Fue en el Rubñén Leñero donde conoció a Abigail, quien realizaba su servicio social para titularse como médica general. Luego de tres años de relaciones, se casaron.  

“Era un hombre muy inteligente. Me llevaba 12 años, siempre me trató con respeto y cariño. Era un médico con sólida vocación”, recuerda su esposa. 

En medio de la intensidad laboral, la pareja se hacía espacio para divertirse. Ahí era donde entraba Elvis Presley, con cuya música Alberto aprendió a bailar rock and roll, una alegría que contagiaba a su esposa e hija, pero también a su suegra, quien se desvivía por atenderlo cuando la visitaban.

Uno de los periodos más intensos del matrimonio fue cuando esperaban el nacimiento de Bela. Al no poder concebir hijos, utilizaron la técnica in vitro; el embarazo se complicó y la niña nació a los seis meses y medio. 

Durante 60 días, su hija estuvo internada en el Hospital La Raza. La tormenta y la angustia cesaron cuando Bela alcanzó un peso de dos kilos. En poco tiempo, las risas de la niña infundieron felicidad al matrimonio. Hoy tiene siete años.

Alberto había trabajado durante 28 años continuos. El momento de la jubilación se acercaba y la pareja ya tenía planes para el año 2023. A Alberto ya no le gustaba vivir en la Ciudad de México; tantos años de guardias nocturnas mermaron su vitalidad. 

Deseaba comprar una casa en Cuerámaro, Guanajuato. La familia de su esposa es originaria de allá y le atraía cambiar de aire y residir en ese pueblo productor de fresas y lácteos. 

La llegada de la pandemia oscureció los planes. A finales de marzo y principios de abril de este año, el matrimonio tomó vacaciones. Los contagios por Covid-19 comenzaban a expandirse, por lo que debían extremar cuidados dado que Alberto era población vulnerable: padecía diabetes, hipertensión y obesidad. 

Después de 10 días de vacaciones, se incorporaron a la intensidad que significa atender pacientes Covid-19. Alberto solicitó a sus jefes de los dos hospitales que lo eximieran de trabajar. Le negaron el permiso de ir a casa.

“Eres un médico de 52 años, controlado y estable. Debes seguir en su trabajo”, le dijo su jefe en el IMSS. En el Hospital Rubén Leñero la respuesta fue la misma.

A mediados de abril, llegó a casa y le dijo a Abigail: “Tengo mucho miedo.

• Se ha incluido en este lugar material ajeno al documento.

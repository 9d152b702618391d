use axum::extract::{ConnectInfo, Request, State};
use axum::http::{HeaderMap, HeaderValue};
use axum::middleware::Next;
use axum::response::{IntoResponse, Response};
use std::net::SocketAddr;

use crate::ratelimit::{Decision, EndpointClass};
use crate::rest::error::ApiError;
use crate::rest::AppState;

use super::identity;

pub const REMAINING_HEADER: &str = "x-ratelimit-remaining";
pub const RESET_HEADER: &str = "x-ratelimit-reset";

/// Probes and scrapes never consume quota.
pub fn is_exempt(path: &str) -> bool {
    matches!(path, "/healthz" | "/ready" | "/metrics")
}

pub async fn rate_limit(State(state): State<AppState>, request: Request, next: Next) -> Response {
    if !state.rate_limit_enabled || is_exempt(request.uri().path()) {
        return next.run(request).await;
    }

    let class = EndpointClass::classify(request.uri().path());
    let who = identity::resolve(
        request.headers(),
        request.extensions().get::<ConnectInfo<SocketAddr>>(),
        &state.admission.policy().trusted_proxies,
    );
    let decision = state.admission.admit_request(&who, class);

    if !decision.is_allowed() {
        tracing::info!(
            ip = who.ip.as_deref().unwrap_or("-"),
            user = who.user.as_deref().unwrap_or("-"),
            class = class.as_str(),
            "request rejected by rate limit"
        );
        return too_many_requests(&decision);
    }

    let mut response = next.run(request).await;
    set_headers(response.headers_mut(), &decision);
    response
}

fn too_many_requests(decision: &Decision) -> Response {
    let mut response = ApiError::new(
        axum::http::StatusCode::TOO_MANY_REQUESTS,
        "Rate limit exceeded",
        decision.message(),
    )
    .into_response();
    let headers = response.headers_mut();
    set_headers(headers, decision);
    let retry_after = decision.retry_after.as_secs_f64().ceil().max(1.0) as u64;
    headers.insert(axum::http::header::RETRY_AFTER, HeaderValue::from(retry_after));
    response
}

fn set_headers(headers: &mut HeaderMap, decision: &Decision) {
    headers.insert(REMAINING_HEADER, HeaderValue::from(decision.remaining));
    let reset_secs = (decision.reset_at_ms + 999).div_euclid(1_000);
    headers.insert(RESET_HEADER, HeaderValue::from(reset_secs));
}
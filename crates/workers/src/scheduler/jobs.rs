use async_trait::async_trait;
use std::time::Duration;

use riskwatch_common::clock::now_ms;

use crate::dispatch::DispatchEngine;

use super::job::{Job, JobError};

#[derive(Debug, Clone)]
pub struct SchedulerSettings {
    pub retry_interval: Duration,
    pub escalation_interval: Duration,
    pub health_interval: Duration,
    pub cleanup_hour: u32,
    pub cleanup_minute: u32,
    pub retention: Duration,
    pub jitter: f64,
}

impl Default for SchedulerSettings {
    fn default() -> Self {
        Self {
            retry_interval: Duration::from_secs(60),
            escalation_interval: Duration::from_secs(300),
            health_interval: Duration::from_secs(900),
            cleanup_hour: 2,
            cleanup_minute: 0,
            retention: Duration::from_secs(30 * 86_400),
            jitter: 0.1,
        }
    }
}

pub struct RetrySweepJob {
    engine: DispatchEngine,
}

impl RetrySweepJob {
    pub fn new(engine: DispatchEngine) -> Self {
        Self { engine }
    }
}

#[async_trait]
impl Job for RetrySweepJob {
    fn name(&self) -> &'static str {
        "retry-sweep"
    }

    async fn run(&self) -> Result<(), JobError> {
        self.engine.retry_sweep(now_ms()).await?;
        Ok(())
    }
}

pub struct EscalationSweepJob {
    engine: DispatchEngine,
}

impl EscalationSweepJob {
    pub fn new(engine: DispatchEngine) -> Self {
        Self { engine }
    }
}

#[async_trait]
impl Job for EscalationSweepJob {
    fn name(&self) -> &'static str {
        "escalation-sweep"
    }

    async fn run(&self) -> Result<(), JobError> {
        let report = self.engine.escalation_sweep(now_ms()).await?;
        if report.examined > 0 {
            tracing::info!(
                escalations = report.examined - report.skipped,
                skipped = report.skipped,
                deliveries = report.deliveries.deliveries,
                "escalation sweep finished"
            );
        }
        Ok(())
    }
}

pub struct CleanupJob {
    engine: DispatchEngine,
    retention: Duration,
}

impl CleanupJob {
    pub fn new(engine: DispatchEngine, retention: Duration) -> Self {
        Self { engine, retention }
    }
}

#[async_trait]
impl Job for CleanupJob {
    fn name(&self) -> &'static str {
        "delivery-cleanup"
    }

    async fn run(&self) -> Result<(), JobError> {
        let cutoff = now_ms() - self.retention.as_millis() as i64;
        self.engine.cleanup(cutoff).await?;
        Ok(())
    }
}

pub struct HealthCheckJob {
    engine: DispatchEngine,
}

impl HealthCheckJob {
    pub fn new(engine: DispatchEngine) -> Self {
        Self { engine }
    }
}

#[async_trait]
impl Job for HealthCheckJob {
    fn name(&self) -> &'static str {
        "channel-health"
    }

    async fn run(&self) -> Result<(), JobError> {
        let statuses = self.engine.health_check(now_ms()).await;
        let unreachable = statuses.iter().filter(|s| !s.reachable).count();
        tracing::info!(channels = statuses.len(), unreachable, "channel health checked");
        Ok(())
    }
}
use std::sync::atomic::{AtomicU64, Ordering};
use std::sync::Arc;
use std::time::Instant;

#[derive(Debug, Default)]
pub struct ServerMetrics {
    rest_requests_total: AtomicU64,
    rest_errors_total: AtomicU64,
    requests_admitted_total: AtomicU64,
    requests_rate_limited_total: AtomicU64,
    buckets_evicted_total: AtomicU64,
    alerts_created_total: AtomicU64,
    alerts_acknowledged_total: AtomicU64,
    alerts_resolved_total: AtomicU64,
    rest_latency_sum_us: AtomicU64,
    rest_latency_count: AtomicU64,
}

impl ServerMetrics {
    pub fn new() -> Arc<Self> {
        Arc::new(Self::default())
    }

    pub fn inc_rest_requests(&self) {
        self.rest_requests_total.fetch_add(1, Ordering::Relaxed);
    }

    pub fn inc_rest_errors(&self) {
        self.rest_errors_total.fetch_add(1, Ordering::Relaxed);
    }

    pub fn inc_requests_admitted(&self) {
        self.requests_admitted_total.fetch_add(1, Ordering::Relaxed);
    }

    pub fn inc_requests_rate_limited(&self) {
        self.requests_rate_limited_total
            .fetch_add(1, Ordering::Relaxed);
    }

    pub fn add_buckets_evicted(&self, n: u64) {
        self.buckets_evicted_total.fetch_add(n, Ordering::Relaxed);
    }

    pub fn inc_alerts_created(&self) {
        self.alerts_created_total.fetch_add(1, Ordering::Relaxed);
    }

    pub fn inc_alerts_acknowledged(&self) {
        self.alerts_acknowledged_total.fetch_add(1, Ordering::Relaxed);
    }

    pub fn inc_alerts_resolved(&self) {
        self.alerts_resolved_total.fetch_add(1, Ordering::Relaxed);
    }

    pub fn record_rest_latency(&self, start: Instant) {
        let us = start.elapsed().as_micros() as u64;
        self.rest_latency_sum_us.fetch_add(us, Ordering::Relaxed);
        self.rest_latency_count.fetch_add(1, Ordering::Relaxed);
    }

    pub fn rest_requests_total(&self) -> u64 {
        self.rest_requests_total.load(Ordering::Relaxed)
    }

    pub fn rest_errors_total(&self) -> u64 {
        self.rest_errors_total.load(Ordering::Relaxed)
    }

    pub fn requests_admitted_total(&self) -> u64 {
        self.requests_admitted_total.load(Ordering::Relaxed)
    }

    pub fn requests_rate_limited_total(&self) -> u64 {
        self.requests_rate_limited_total.load(Ordering::Relaxed)
    }

    pub fn buckets_evicted_total(&self) -> u64 {
        self.buckets_evicted_total.load(Ordering::Relaxed)
    }

    pub fn alerts_created_total(&self) -> u64 {
        self.alerts_created_total.load(Ordering::Relaxed)
    }

    pub fn alerts_acknowledged_total(&self) -> u64 {
        self.alerts_acknowledged_total.load(Ordering::Relaxed)
    }

    pub fn alerts_resolved_total(&self) -> u64 {
        self.alerts_resolved_total.load(Ordering::Relaxed)
    }

    pub fn rest_latency_vals(&self) -> (u64, u64) {
        (
            self.rest_latency_sum_us.load(Ordering::Relaxed),
            self.rest_latency_count.load(Ordering::Relaxed),
        )
    }
}

#[cfg(test)]
mod tests {
    use super::*;

    #[test]
    fn counters_increment() {
        let m = ServerMetrics::new();
        m.inc_rest_requests();
        m.inc_rest_requests();
        m.inc_rest_errors();
        m.inc_requests_admitted();
        m.inc_requests_rate_limited();
        m.add_buckets_evicted(3);
        m.inc_alerts_created();
        m.inc_alerts_acknowledged();
        m.inc_alerts_resolved();

        assert_eq!(m.rest_requests_total(), 2);
        assert_eq!(m.rest_errors_total(), 1);
        assert_eq!(m.requests_admitted_total(), 1);
        assert_eq!(m.requests_rate_limited_total(), 1);
        assert_eq!(m.buckets_evicted_total(), 3);
        assert_eq!(m.alerts_created_total(), 1);
        assert_eq!(m.alerts_acknowledged_total(), 1);
        assert_eq!(m.alerts_resolved_total(), 1);
    }

    #[test]
    fn latency_recording() {
        let m = ServerMetrics::new();
        let start = Instant::now();
        std::thread::sleep(std::time::Duration::from_millis(1));
        m.record_rest_latency(start);
        let (sum, count) = m.rest_latency_vals();
        assert!(sum > 0);
        assert_eq!(count, 1);
    }
}
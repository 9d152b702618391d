use axum::http::StatusCode;
use axum::response::{IntoResponse, Response};
use axum::Json;
use serde::Serialize;

use riskwatch_common::repository::RepoError;
use riskwatch_workers::alert::AlertError;
use riskwatch_workers::dispatch::DispatchError;

/// Caller-visible failure, rendered as `{error, message, status}`.
#[derive(Debug)]
pub struct ApiError {
    pub status: StatusCode,
    pub error: &'static str,
    pub message: String,
}

#[derive(Serialize)]
struct ErrorBody<'a> {
    error: &'a str,
    message: &'a str,
    status: u16,
}

impl ApiError {
    pub fn new(status: StatusCode, error: &'static str, message: impl Into<String>) -> Self {
        Self {
            status,
            error,
            message: message.into(),
        }
    }

    fn with_reason(status: StatusCode, message: impl Into<String>) -> Self {
        Self::new(status, status.canonical_reason().unwrap_or("Error"), message)
    }

    pub fn bad_request(message: impl Into<String>) -> Self {
        Self::with_reason(StatusCode::BAD_REQUEST, message)
    }

    pub fn not_found(message: impl Into<String>) -> Self {
        Self::with_reason(StatusCode::NOT_FOUND, message)
    }

    pub fn unauthorized(message: impl Into<String>) -> Self {
        Self::with_reason(StatusCode::UNAUTHORIZED, message)
    }

    pub fn internal(message: impl Into<String>) -> Self {
        Self::with_reason(StatusCode::INTERNAL_SERVER_ERROR, message)
    }
}

impl std::fmt::Display for ApiError {
    fn fmt(&self, f: &mut std::fmt::Formatter<'_>) -> std::fmt::Result {
        write!(f, "{} {}: {}", self.status.as_u16(), self.error, self.message)
    }
}

impl std::error::Error for ApiError {}

impl IntoResponse for ApiError {
    fn into_response(self) -> Response {
        if self.status.is_server_error() {
            tracing::error!(status = self.status.as_u16(), message = %self.message, "request failed");
        }
        let body = ErrorBody {
            error: self.error,
            message: &self.message,
            status: self.status.as_u16(),
        };
        (self.status, Json(body)).into_response()
    }
}

impl From<AlertError> for ApiError {
    fn from(e: AlertError) -> Self {
        match e {
            AlertError::NotFound(id) => Self::not_found(format!("alert {id} not found")),
            AlertError::Validation(msg) => Self::bad_request(msg),
            AlertError::Conflict(id) => Self::with_reason(
                StatusCode::CONFLICT,
                format!("alert {id} is being modified concurrently, retry"),
            ),
            AlertError::Repository(e) => e.into(),
        }
    }
}

impl From<RepoError> for ApiError {
    fn from(e: RepoError) -> Self {
        Self::internal(e.to_string())
    }
}

impl From<DispatchError> for ApiError {
    fn from(e: DispatchError) -> Self {
        match e {
            DispatchError::Alert(e) => e.into(),
            other => Self::internal(other.to_string()),
        }
    }
}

Me siento derrotado, ese virus es totalmente desconocido. Cada noche mueren entre siete y ocho pacientes. No es normal”. 

Ese día, como nunca, su esposa lo vio llorar. Estaba desesperado. Un par de días después, la familia de médicos se sumergió en su noche más profunda. Alberto sintió que la fiebre le quebraba el cuerpo. Lo mandaron a casa a recuperarse. 

La fiebre cedió después de una semana, pero una intensa tos lo condujo al mismo hospital del IMSS donde laboraba. Su esposa, su hija y su suegra dieron positivo al contagio. La niña era asintomática.

Alberto permaneció siete días en tratamiento en el hospital. Pero sus riñones no aguantaron; una insuficiencia renal aguda intensificó los síntomas. Los pulmones ya no recibían oxígeno.

Al mediodía del 4 de mayo, Alberto le pidió su celular al compañero que lo asistía. Le llamó a su esposa: “Mi amor, ya no puedo. Te amo mucho. Cuida a nuestra gorda y le voy a echar ganas”. 

Al colgar, le dijo al médico: “Intúbeme, ya no puedo respirar”. Horas después falleció. 

Abigail recibió la noticia justo cuando su madre María de la Luz Moreno ingresó al hospital con los mismos síntomas de su marido. Seis días después, la suegra de Alberto también falleció.


Fuiste mi príncipe azul, el gran amor de mi vida…

De Abigail, esposa de Alberto


Han pasado seis meses desde ese mayo negro. Aunque los pasillos del Hospital General Rubén Leñero le recuerdan la ausencia de su esposo, Abigail se mantiene activa como médica general y ayuda a varios de sus compañeros afectados por el virus a recuperarse. 

En casa, abraza y acompaña a su hija Bela, cuyo nombre significa Alberto en húngaro.